Jason Watkins in Coma
Jason Watkins in Coma - Channel 5

Coma (Channel 5) is one of those thrillers in which an ordinary person makes a split-second decision that has terrible consequences. For these dramas to be effective, we need to think: yes, in that situation I might behave just like that. Here, this is helped by the casting of Jason Watkins, an actor who is entirely believable as a mild-mannered everyman pushed to his limits.

Watkins plays Simon Henderson, a husband and father whose local area is plagued by antisocial behaviour from an unruly gang. They threaten people outside the supermarket, discard beer bottles in the children’s playground and generally make life miserable for the law-abiding. Pushed to his limits – he’s just been made redundant – and worried about his family, Simon finds himself tormented by one gang member in particular.

One night, in what a defence lawyer would describe as self defence and a prosecutor would call red mist, Simon punches him. We hear a crack as the kid’s head hits the tarmac. The first police officer on the scene asks Simon if he saw what happened. Simon has a choice here: tell the truth and face the consequences, or lie. He chooses the latter.

The detective on the case (Kayla Meikle) may have an easy-going manner, but she can tell something isn’t quite right. Then the victim’s dad, Paul Franklin, comes into the picture, menacingly played by Jonas Armstrong in the style of an angrier-than-usual Roy Keane. “What is it you do?” Simon asks nervously. “I’m a full time gangster,” comes the reply (followed by an only-kidding-mate laugh, but I don’t think he’s kidding).

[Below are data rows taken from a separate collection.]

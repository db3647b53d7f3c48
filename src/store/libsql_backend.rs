//! libSQL backend: async `Database` trait implementation.
//!
//! Supports local file and in-memory databases. The knowledge store shares
//! this backend's connection (see [`LibSqlBackend::connection`]); writers on
//! that connection serialize through [`SharedConnection::lock_writes`] so a
//! transaction never picks up another task's statements.

use std::path::Path;
use std::sync::Arc;

use async_trait::async_trait;
use chrono::{DateTime, Utc};
use libsql::{Connection, Database as LibSqlDatabase, params};
use tokio::sync::{Mutex, MutexGuard};
use tracing::{debug, info, warn};
use uuid::Uuid;

use crate::dialogue::state::{Conversation, ConversationPhase, MessageRole, StoredMessage};
use crate::error::DatabaseError;
use crate::store::migrations;
use crate::store::traits::Database;

/// A libSQL connection plus the lock that serializes writes on it.
///
/// A transaction spans the whole connection, so every writer holding a clone
/// of this handle takes the write lock first.
#[derive(Clone)]
pub struct SharedConnection {
    conn: Connection,
    writes: Arc<Mutex<()>>,
}

impl SharedConnection {
    fn new(conn: Connection) -> Self {
        Self {
            conn,
            writes: Arc::new(Mutex::new(())),
        }
    }

    pub fn conn(&self) -> &Connection {
        &self.conn
    }

    /// Hold the returned guard for the duration of a write or transaction.
    pub async fn lock_writes(&self) -> MutexGuard<'_, ()> {
        self.writes.lock().await
    }
}

/// libSQL database backend.
///
/// Stores a single connection that is reused for all operations.
/// `libsql::Connection` is `Send + Sync` and safe for concurrent async use.
pub struct LibSqlBackend {
    #[allow(dead_code)]
    db: Arc<LibSqlDatabase>,
    shared: SharedConnection,
}

impl LibSqlBackend {
    /// Open (or create) a local database file and run migrations.
    pub async fn new_local(path: &Path) -> Result<Self, DatabaseError> {
        if let Some(parent) = path.parent()
            && !parent.as_os_str().is_empty()
        {
            std::fs::create_dir_all(parent).map_err(|e| {
                DatabaseError::Pool(format!("Failed to create database directory: {e}"))
            })?;
        }

        let db = libsql::Builder::new_local(path)
            .build()
            .await
            .map_err(|e| DatabaseError::Pool(format!("Failed to open libSQL database: {e}")))?;

        let backend = Self::from_database(db)?;
        backend.run_migrations().await?;
        info!(path = %path.display(), "Database opened");
        Ok(backend)
    }

    /// Create an in-memory database (for tests).
    pub async fn new_memory() -> Result<Self, DatabaseError> {
        let db = libsql::Builder::new_local(":memory:")
            .build()
            .await
            .map_err(|e| {
                DatabaseError::Pool(format!("Failed to create in-memory database: {e}"))
            })?;

        let backend = Self::from_database(db)?;
        backend.run_migrations().await?;
        Ok(backend)
    }

    fn from_database(db: LibSqlDatabase) -> Result<Self, DatabaseError> {
        let conn = db
            .connect()
            .map_err(|e| DatabaseError::Pool(format!("Failed to create connection: {e}")))?;
        Ok(Self {
            db: Arc::new(db),
            shared: SharedConnection::new(conn),
        })
    }

    /// A handle to the shared connection.
    ///
    /// In-memory databases are per-connection, so other stores must reuse
    /// this handle rather than calling `connect()` again.
    pub fn connection(&self) -> SharedConnection {
        self.shared.clone()
    }

    fn conn(&self) -> &Connection {
        self.shared.conn()
    }

    /// Explain why a guarded update on `id` touched no row.
    async fn conflict(&self, id: Uuid, expected: u32) -> DatabaseError {
        match self.get_conversation(id).await {
            Err(e) => e,
            Ok(None) => DatabaseError::NotFound {
                entity: "conversation".to_string(),
                id: id.to_string(),
            },
            Ok(Some(current)) => DatabaseError::Constraint(format!(
                "conversation {id} is at state_index {} ({}), expected {expected}",
                current.state_index, current.phase
            )),
        }
    }
}

// ── Helper functions ────────────────────────────────────────────────

/// Parse an RFC 3339 or SQLite datetime string into DateTime<Utc>.
pub(crate) fn parse_datetime(s: &str) -> DateTime<Utc> {
    if let Ok(dt) = DateTime::parse_from_rfc3339(s) {
        return dt.with_timezone(&Utc);
    }
    if let Ok(ndt) = chrono::NaiveDateTime::parse_from_str(s, "%Y-%m-%d %H:%M:%S%.f") {
        return ndt.and_utc();
    }
    if let Ok(ndt) = chrono::NaiveDateTime::parse_from_str(s, "%Y-%m-%d %H:%M:%S") {
        return ndt.and_utc();
    }
    DateTime::<Utc>::MIN_UTC
}

fn parse_uuid(s: &str, column: &str) -> Result<Uuid, DatabaseError> {
    Uuid::parse_str(s).map_err(|e| DatabaseError::Serialization(format!("bad {column} '{s}': {e}")))
}

const CONVERSATION_COLUMNS: &str = "id, flow_type, state_index, status, created_at, updated_at";

const MESSAGE_COLUMNS: &str = "seq, id, conversation_id, role, content, created_at";

/// Map a libsql Row to a Conversation.
///
/// Column order matches CONVERSATION_COLUMNS.
fn row_to_conversation(row: &libsql::Row) -> Result<Conversation, DatabaseError> {
    let read = |e: libsql::Error| DatabaseError::Query(format!("read conversation row: {e}"));

    let id_str: String = row.get(0).map_err(read)?;
    let flow_type: String = row.get(1).map_err(read)?;
    let state_index: i64 = row.get(2).map_err(read)?;
    let status: String = row.get(3).map_err(read)?;
    let created_str: String = row.get(4).map_err(read)?;
    let updated_str: String = row.get(5).map_err(read)?;

    let phase = ConversationPhase::from_db(&status)
        .ok_or_else(|| DatabaseError::Serialization(format!("unknown conversation status '{status}'")))?;
    let state_index = u32::try_from(state_index)
        .map_err(|_| DatabaseError::Serialization(format!("invalid state_index {state_index}")))?;

    Ok(Conversation {
        id: parse_uuid(&id_str, "conversation id")?,
        flow_type,
        state_index,
        phase,
        created_at: parse_datetime(&created_str),
        updated_at: parse_datetime(&updated_str),
    })
}

/// Map a libsql Row to a StoredMessage.
///
/// Column order matches MESSAGE_COLUMNS.
fn row_to_message(row: &libsql::Row) -> Result<StoredMessage, DatabaseError> {
    let read = |e: libsql::Error| DatabaseError::Query(format!("read message row: {e}"));

    let seq: i64 = row.get(0).map_err(read)?;
    let id_str: String = row.get(1).map_err(read)?;
    let conversation_str: String = row.get(2).map_err(read)?;
    let role_str: String = row.get(3).map_err(read)?;
    let content: String = row.get(4).map_err(read)?;
    let created_str: String = row.get(5).map_err(read)?;

    let role = MessageRole::from_db(&role_str)
        .ok_or_else(|| DatabaseError::Serialization(format!("unknown message role '{role_str}'")))?;

    Ok(StoredMessage {
        id: parse_uuid(&id_str, "message id")?,
        conversation_id: parse_uuid(&conversation_str, "conversation id")?,
        seq,
        role,
        content,
        created_at: parse_datetime(&created_str),
    })
}

/// Insert one message on `conn` (a plain connection or an open transaction).
async fn insert_message(
    conn: &Connection,
    conversation_id: Uuid,
    role: MessageRole,
    content: &str,
) -> Result<StoredMessage, DatabaseError> {
    let id = Uuid::new_v4();
    let now = Utc::now();

    let mut rows = conn
        .query(
            "INSERT INTO conversation_messages (id, conversation_id, role, content, created_at)
             VALUES (?1, ?2, ?3, ?4, ?5)
             RETURNING seq",
            params![
                id.to_string(),
                conversation_id.to_string(),
                role.as_str(),
                content,
                now.to_rfc3339()
            ],
        )
        .await
        .map_err(|e| DatabaseError::Query(format!("append_message: {e}")))?;

    let seq: i64 = match rows
        .next()
        .await
        .map_err(|e| DatabaseError::Query(format!("append_message: {e}")))?
    {
        Some(row) => row
            .get(0)
            .map_err(|e| DatabaseError::Query(format!("append_message seq: {e}")))?,
        None => {
            return Err(DatabaseError::Query(
                "append_message: insert returned no sequence".to_string(),
            ));
        }
    };

    Ok(StoredMessage {
        id,
        conversation_id,
        seq,
        role,
        content: content.to_string(),
        created_at: now,
    })
}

As the lie grows, so does Simon’s chance of being caught out. Watkins plays it just right as a man in a cold sweat at being dragged into Franklin’s world. Writer Ben Edwards plays up the precarious middle-class lifestyle of Simon and his wife (Claire Skinner), always with a glass of wine in hand and only a few missed mortgage payments away from disaster. The story will play out over four consecutive nights.

I’m pretty forgiving of Channel 5 dramas because they’re made on a fraction of the budget of BBC or Netflix productions – for cost reasons, this one clearly wasn’t filmed in the UK – and they have no delusions of grandeur. They’re unpretentious, does-what-it-says-on-the-tin suspense thrillers in which it’s best to skim over the details (does a blow to the head cause cardiac arrest? Aren’t these actors a bit too old to be playing teenage gang members?).

It may end with a ridiculous final episode (airing on Thursday), because that’s often the way. But Watkins’ performance is good enough to keep watching.